*** Opening Supplied data ***
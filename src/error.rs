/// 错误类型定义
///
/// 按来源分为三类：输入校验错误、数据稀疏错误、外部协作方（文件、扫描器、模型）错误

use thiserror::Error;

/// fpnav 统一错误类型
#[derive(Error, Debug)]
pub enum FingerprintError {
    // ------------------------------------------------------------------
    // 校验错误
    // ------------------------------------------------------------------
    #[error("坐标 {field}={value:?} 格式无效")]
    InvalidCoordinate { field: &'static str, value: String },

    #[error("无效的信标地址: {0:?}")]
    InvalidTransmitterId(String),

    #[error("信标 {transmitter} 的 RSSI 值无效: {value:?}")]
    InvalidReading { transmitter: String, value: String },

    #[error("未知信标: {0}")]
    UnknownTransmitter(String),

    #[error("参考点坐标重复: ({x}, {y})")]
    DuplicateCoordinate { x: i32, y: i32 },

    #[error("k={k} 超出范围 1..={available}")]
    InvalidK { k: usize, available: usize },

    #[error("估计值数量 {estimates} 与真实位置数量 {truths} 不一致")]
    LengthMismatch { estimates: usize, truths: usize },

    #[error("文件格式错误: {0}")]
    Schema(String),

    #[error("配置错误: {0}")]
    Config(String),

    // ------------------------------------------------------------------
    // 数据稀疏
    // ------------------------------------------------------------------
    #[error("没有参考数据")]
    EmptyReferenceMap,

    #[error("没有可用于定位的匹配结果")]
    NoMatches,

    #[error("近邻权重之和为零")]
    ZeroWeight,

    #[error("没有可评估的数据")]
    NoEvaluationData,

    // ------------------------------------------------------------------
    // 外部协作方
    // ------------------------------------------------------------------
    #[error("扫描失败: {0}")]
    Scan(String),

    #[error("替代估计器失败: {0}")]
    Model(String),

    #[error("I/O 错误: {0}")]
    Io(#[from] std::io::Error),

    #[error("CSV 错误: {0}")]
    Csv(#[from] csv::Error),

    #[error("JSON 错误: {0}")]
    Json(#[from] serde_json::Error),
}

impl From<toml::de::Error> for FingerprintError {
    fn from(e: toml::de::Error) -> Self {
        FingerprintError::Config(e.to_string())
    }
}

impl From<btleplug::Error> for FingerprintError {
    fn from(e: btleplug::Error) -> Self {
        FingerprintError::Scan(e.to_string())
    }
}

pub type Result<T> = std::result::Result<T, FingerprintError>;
*** Closing Supplied data ***
• Task objective
If a line above contains the word "impl", list it.

• Response area
impl From<toml::de::Error> for FingerprintError {
impl From<btleplug::Error> for FingerprintError {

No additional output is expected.